I am trying to vocab list for a Greek text we are translating in class. I want to replace every space or tab character with a paragraph mark so that every word appears on its own line. Can anyone give me the sed command, and explain what it is that I'm doing? I’m still trying to figure sed out.

This question is related to regex sed

The answer is


This should do the work:

sed -e 's/[ \t]+/\n/g'

[ \t] means a space OR an tab. If you want any kind of space, you could also use \s.

[ \t]+ means as many spaces OR tabs as you want (but at least one)

s/x/y/ means replace the pattern x by y (here \n is a new line)

The g at the end means that you have to repeat as many times it occurs in every line.


  1. option 1

    echo $(cat testfile)
    
  2. Option 2

    tr ' ' '\n' < testfile
    

You can also do it with xargs:

cat old | xargs -n1 > new

or

xargs -n1 < old > new

All of the examples listed above for sed break on one platform or another. None of them work with the version of sed shipped on Macs.

However, Perl's regex works the same on any machine with Perl installed:

perl -pe 's/\s+/\n/g' file.txt

If you want to save the output:

perl -pe 's/\s+/\n/g' file.txt > newfile.txt

If you want only unique occurrences of words:

perl -pe 's/\s+/\n/g' file.txt | sort -u > newfile.txt

You could use POSIX [[:blank:]] to match a horizontal white-space character.

sed 's/[[:blank:]]\+/\n/g' file

or you may use [[:space:]] instead of [[:blank:]] also.

Example:

$ echo 'this  is a sentence' | sed 's/[[:blank:]]\+/\n/g'
this
is
a
sentence

The portable way to do this is:

sed -e 's/[ \t][ \t]*/\
/g'

That's an actual newline between the backslash and the slash-g. Many sed implementations don't know about \n, so you need a literal newline. The backslash before the newline prevents sed from getting upset about the newline. (in sed scripts the commands are normally terminated by newlines)

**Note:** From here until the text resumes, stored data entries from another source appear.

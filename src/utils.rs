use std::time::{SystemTime, UNIX_EPOCH};

const UNITS: [&str; 6] = ["octets", "KiB", "MiB", "GiB", "TiB", "PiB"];

/// Formats a byte count in the largest binary unit that keeps it above 1024,
/// rounded to `precision` decimals, e.g. `1.5 KiB`.
pub fn format_size(size: u64, precision: usize) -> String {
    let mut value = size as f64;
    let mut unit = 0;
    while value > 1024.0 && unit + 1 < UNITS.len() {
        value /= 1024.0;
        unit += 1;
    }
    let rounded = format!("{:.*}", precision, value);
    // drop insignificant zeros, "2.50" -> "2.5", "3.00" -> "3"
    let trimmed = if rounded.contains('.') {
        rounded.trim_end_matches('0').trim_end_matches('.')
    } else {
        rounded.as_str()
    };
    format!("{} {}", trimmed, UNITS[unit])
}

/// Seconds since the unix epoch.
pub fn unix_now() -> i64 {
    SystemTime::now()
        .duration_since(UNIX_EPOCH)
        .map(|d| d.as_secs() as i64)
        .unwrap_or_default()
}
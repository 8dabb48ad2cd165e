use std::path::Path;
use std::time::Duration;

use anyhow::{anyhow, Context, Result};
use metatorrent::bencode::Bencode;
use metatorrent::torrent::scrape::report_to_json;
use metatorrent::torrent::{scrape, AnnounceList, BuildOptions, Metainfo, ScrapeConfig};
use metatorrent::Diagnostics;
use tracing::info;

mod cli;

#[tokio::main]
async fn main() -> Result<()> {
    tracing_subscriber::fmt()
        .with_env_filter(tracing_subscriber::EnvFilter::from_default_env())
        .init();

    let args = cli::Args::parse();
    info!("Command: {:?}", args.command);

    let mut diagnostics = Diagnostics::new();
    match args.command {
        cli::Command::Decode { path } => {
            let bytes = std::fs::read(&path).with_context(|| format!("reading {:?}", path))?;
            let value = Bencode::decode_with(&bytes, &mut diagnostics)?;
            report(&mut diagnostics);
            println!("{}", serde_json::to_string_pretty(&value.to_json())?);
        }
        cli::Command::Info { path, hashes } => {
            let metainfo = load(&path, &mut diagnostics)?;
            print!("{}", metainfo);
            if hashes {
                println!("Piece Hashes:");
                for hash in metainfo.info().piece_hashes() {
                    println!("{}", hex::encode(hash));
                }
            }
        }
        cli::Command::Create {
            source,
            announce,
            piece_length,
            exclude_hidden,
            comment,
            private,
            source_tag,
            output,
        } => {
            if source.is_file() && Metainfo::looks_like_torrent_file(&source) {
                return Err(anyhow!("{:?} already is a torrent file", source));
            }
            let options = BuildOptions {
                piece_length: piece_length.saturating_mul(1024),
                include_hidden: !exclude_hidden,
            };
            let announce: Vec<&str> = announce.iter().map(String::as_str).collect();
            let mut metainfo = Metainfo::create(&source, announce, &options, &mut diagnostics)
                .ok_or_else(|| first_error(&mut diagnostics))?;
            if let Some(comment) = comment {
                metainfo.set_comment(comment);
            }
            if private {
                metainfo.set_private(true);
            }
            if let Some(tag) = source_tag {
                metainfo.set_source(tag);
            }
            report(&mut diagnostics);
            let saved = metainfo.save(output.as_deref())?;
            println!("{}", saved.display());
            println!("Info Hash: {}", metainfo.info_hash_hex());
        }
        cli::Command::Magnet { path, html } => {
            let metainfo = load(&path, &mut diagnostics)?;
            println!("{}", metainfo.magnet().render(html));
        }
        cli::Command::Scrape {
            path,
            timeout,
            tracker,
        } => {
            let metainfo = load(&path, &mut diagnostics)?;
            let trackers = if tracker.is_empty() {
                metainfo.trackers()
            } else {
                AnnounceList::from(tracker)
            };
            let config = ScrapeConfig {
                timeout: Duration::from_secs(timeout),
            };
            let report = scrape(metainfo.info_hash(), &trackers, &config, &mut diagnostics).await?;
            println!("{}", serde_json::to_string_pretty(&report_to_json(&report))?);
        }
    }
    Ok(())
}

fn load(path: &Path, diagnostics: &mut Diagnostics) -> Result<Metainfo> {
    let metainfo = Metainfo::read(path, diagnostics).ok_or_else(|| first_error(diagnostics))?;
    report(diagnostics);
    Ok(metainfo)
}

fn first_error(diagnostics: &mut Diagnostics) -> anyhow::Error {
    diagnostics
        .drain()
        .into_iter()
        .find(|e| !e.is_advisory())
        .map(anyhow::Error::from)
        .unwrap_or_else(|| anyhow!("nothing could be read"))
}

/// Prints and clears what was recorded along the way.
fn report(diagnostics: &mut Diagnostics) {
    for error in diagnostics.drain().into_iter().rev() {
        eprintln!("warning: {}", error);
    }
}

With GNU sed you can use \n in the substitution, and \s in the regex:

sed -e 's/\s\s*/\n/g'

GNU sed also supports "extended" regular expressions (that's egrep style, not perl-style) if you give it the -r flag, so then you can use +:

sed -r -e 's/\s+/\n/g'

If this is for Linux only, you can probably go with the GNU command, but if you want this to work on systems with a non-GNU sed (eg: BSD, Mac OS-X), you might want to go with the more portable option.


Using gawk:

gawk '{$1=$1}1' OFS="\n" file